→ REQUIRED ACTION
Find every line of the records that has "message" and return it.

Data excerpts
== == ==
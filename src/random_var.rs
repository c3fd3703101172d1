//! Random variables with exact moments.

use std::fmt;

use crate::error::{Error, Result};
use crate::expr::Expr;
use crate::parser::split_top_level;
use crate::symbol::Symbol;
use crate::utils::{binomial, double_factorial};

/// A distribution with its parameters.
#[derive(Debug, Clone, PartialEq, Eq)]
pub enum RandomVar {
    /// `(value, probability)` pairs.
    Finite(Vec<(Expr, Expr)>),
    Uniform { low: Expr, high: Expr },
    /// Normal distribution, parameterized by mean and variance.
    Gaussian { mean: Expr, variance: Expr },
    /// Only the support is known.
    SymbolicSupport { low: Expr, high: Expr },
    /// Nothing is known; moments are opaque placeholders named after `name`.
    Unknown { name: String },
}

impl RandomVar {
    /// Parses the parameter list of `RV(...)`, e.g. `uniform, 0, 1`.
    ///
    /// `variable` names the drawn variable; symbols outside
    /// `program_variables` are assumed positive.
    pub fn parse(params: &str, variable: &str, program_variables: &[Symbol]) -> Result<RandomVar> {
        let mut parts = split_top_level(params, ',').into_iter().map(str::trim);
        let distribution = parts.next().unwrap_or_default().to_lowercase();
        let params: Vec<&str> = parts.collect();

        let expr = |text: &str| -> Result<Expr> {
            let e: Expr = text.parse()?;
            Ok(e.with_positivity(|s| !program_variables.contains(s)))
        };
        let pair = |params: &[&str]| -> Result<(Expr, Expr)> {
            match params {
                [a, b] => Ok((expr(*a)?, expr(*b)?)),
                _ => Err(Error::InvalidDistribution {
                    distribution: distribution.clone(),
                    message: format!("expected 2 parameters, got {}", params.len()),
                }),
            }
        };

        match distribution.as_str() {
            "finite" => {
                let mut outcomes = Vec::with_capacity(params.len());
                for param in &params {
                    let (value, probability) = param.split_once('@').ok_or_else(|| Error::InvalidDistribution {
                        distribution: distribution.clone(),
                        message: format!("`{}` is not of the form `value @ probability`", param),
                    })?;
                    outcomes.push((expr(value)?, expr(probability)?));
                }
                RandomVar::finite(variable, outcomes)
            }
            "uniform" => {
                let (low, high) = pair(&params)?;
                Ok(RandomVar::Uniform { low, high })
            }
            "gauss" | "normal" => {
                let (mean, variance) = pair(&params)?;
                Ok(RandomVar::Gaussian { mean, variance })
            }
            "symbolic-support" => {
                let (low, high) = pair(&params)?;
                Ok(RandomVar::SymbolicSupport { low, high })
            }
            "unknown" => {
                if !params.is_empty() {
                    return Err(Error::InvalidDistribution {
                        distribution: distribution.clone(),
                        message: format!("expected no parameters, got {}", params.len()),
                    });
                }
                Ok(RandomVar::Unknown {
                    name: variable.to_string(),
                })
            }
            _ => Err(Error::UnknownDistribution(distribution.clone())),
        }
    }

    /// A finite distribution; probabilities must sum to exactly one.
    pub fn finite(variable: &str, outcomes: Vec<(Expr, Expr)>) -> Result<RandomVar> {
        if outcomes.is_empty() {
            return Err(Error::InvalidDistribution {
                distribution: "finite".to_string(),
                message: "no outcomes".to_string(),
            });
        }
        let sum: Expr = outcomes.iter().map(|(_, p)| p.clone()).sum();
        if !sum.equals(&Expr::one()) {
            return Err(Error::ProbabilityMismatch {
                variable: variable.to_string(),
                sum: sum.to_string(),
            });
        }
        Ok(RandomVar::Finite(outcomes))
    }

    /// The raw moment `E[X^k]`.
    pub fn moment(&self, k: u32) -> Result<Expr> {
        if k == 0 {
            return Ok(Expr::one());
        }
        match self {
            RandomVar::Finite(outcomes) => Ok(outcomes.iter().map(|(v, p)| p * &v.pow(k)).sum()),
            RandomVar::Uniform { low, high } => {
                // (u^(k+1) - l^(k+1)) / ((k+1)(u - l))
                let numerator = high.pow(k + 1) - low.pow(k + 1);
                let denominator = Expr::integer(i64::from(k) + 1) * (high - low);
                numerator.checked_div(&denominator)
            }
            RandomVar::Gaussian { mean, variance } => Ok(gaussian_moment(mean, variance, k)),
            RandomVar::SymbolicSupport { .. } => Err(Error::Unsupported(format!(
                "moment {} of a distribution with only a symbolic support",
                k
            ))),
            RandomVar::Unknown { name } => Ok(Expr::from(Symbol::new(&format!("{}(0)", name))).pow(k)),
        }
    }

    /// An interval containing `X^k`, if the distribution has a known support.
    pub fn support(&self, k: u32) -> Option<(Bound, Bound)> {
        match self {
            RandomVar::Uniform { low, high } | RandomVar::SymbolicSupport { low, high } => Some(interval_to_power(
                &Bound::Finite(low.clone()),
                &Bound::Finite(high.clone()),
                k,
            )),
            RandomVar::Gaussian { .. } => Some(interval_to_power(&Bound::NegInfinity, &Bound::PosInfinity, k)),
            RandomVar::Finite(outcomes) => {
                let values: Option<Vec<_>> = outcomes.iter().map(|(v, _)| v.as_rational()).collect();
                let values = values?;
                let low = values.iter().min()?;
                let high = values.iter().max()?;
                Some(interval_to_power(
                    &Bound::Finite(Expr::constant(low.clone())),
                    &Bound::Finite(Expr::constant(high.clone())),
                    k,
                ))
            }
            RandomVar::Unknown { .. } => None,
        }
    }
}

/// `Σ_{j even} C(k, j) * μ^(k-j) * (σ²)^(j/2) * (j-1)!!`
fn gaussian_moment(mean: &Expr, variance: &Expr, k: u32) -> Expr {
    (0..=k)
        .step_by(2)
        .map(|j| {
            let factor = binomial(k, j) * double_factorial(i64::from(j) - 1);
            Expr::constant(factor.into()) * mean.pow(k - j) * variance.pow(j / 2)
        })
        .sum()
}

/// The first moment of a random variable.
pub fn expected_value(rv: &RandomVar) -> Result<Expr> {
    rv.moment(1)
}

/// An end of an interval.
#[derive(Debug, Clone, PartialEq, Eq)]
pub enum Bound {
    NegInfinity,
    Finite(Expr),
    PosInfinity,
}

impl Bound {
    fn pow(&self, k: u32) -> Bound {
        match self {
            _ if k == 0 => Bound::Finite(Expr::one()),
            Bound::Finite(e) => Bound::Finite(e.pow(k)),
            Bound::PosInfinity => Bound::PosInfinity,
            Bound::NegInfinity if k % 2 == 0 => Bound::PosInfinity,
            Bound::NegInfinity => Bound::NegInfinity,
        }
    }

    fn is_negative(&self) -> bool {
        match self {
            Bound::NegInfinity => true,
            Bound::Finite(e) => e.is_negative(),
            Bound::PosInfinity => false,
        }
    }

    fn is_nonnegative(&self) -> bool {
        match self {
            Bound::NegInfinity => false,
            Bound::Finite(e) => e.is_zero() || e.is_positive(),
            Bound::PosInfinity => true,
        }
    }

    /// An upper bound of both arguments, both nonnegative.
    fn max(a: &Bound, b: &Bound) -> Bound {
        match (a, b) {
            (Bound::Finite(x), Bound::Finite(y)) => match (x.as_rational(), y.as_rational()) {
                (Some(p), Some(q)) => Bound::Finite(if p >= q { x.clone() } else { y.clone() }),
                _ => Bound::Finite(x + y),
            },
            _ => Bound::PosInfinity,
        }
    }
}

impl fmt::Display for Bound {
    fn fmt(&self, f: &mut fmt::Formatter<'_>) -> fmt::Result {
        match self {
            Bound::NegInfinity => write!(f, "-oo"),
            Bound::Finite(e) => write!(f, "{}", e),
            Bound::PosInfinity => write!(f, "oo"),
        }
    }
}

/// For `x ∈ [low, high]`, an interval containing `x^k`.
///
/// For even powers over an interval that may contain negative values, the
/// lower end is `0`; when the order of `low^k` and `high^k` cannot be decided,
/// their sum serves as the upper end.
pub fn interval_to_power(low: &Bound, high: &Bound, k: u32) -> (Bound, Bound) {
    let l = low.pow(k);
    let h = high.pow(k);
    if k % 2 != 0 || k == 0 || low.is_nonnegative() {
        return (l, h);
    }
    if high.is_negative() {
        return (h, l);
    }
    (Bound::Finite(Expr::zero()), Bound::max(&h, &l))
}

impl fmt::Display for RandomVar {
    fn fmt(&self, f: &mut fmt::Formatter<'_>) -> fmt::Result {
        match self {
            RandomVar::Finite(outcomes) => {
                write!(f, "RV(finite")?;
                for (v, p) in outcomes {
                    write!(f, ", {} @ {}", v, p)?;
                }
                write!(f, ")")
            }
            RandomVar::Uniform { low, high } => write!(f, "RV(uniform, {}, {})", low, high),
            RandomVar::Gaussian { mean, variance } => write!(f, "RV(gauss, {}, {})", mean, variance),
            RandomVar::SymbolicSupport { low, high } => write!(f, "RV(symbolic-support, {}, {})", low, high),
            RandomVar::Unknown { .. } => write!(f, "RV(unknown)"),
        }
    }
}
== == ==
→ ANSWER BOX
                    message: format!("expected 2 parameters, got {}", params.len()),
                        message: format!("`{}` is not of the form `value @ probability`", param),
                        message: format!("expected no parameters, got {}", params.len()),
                message: "no outcomes".to_string(),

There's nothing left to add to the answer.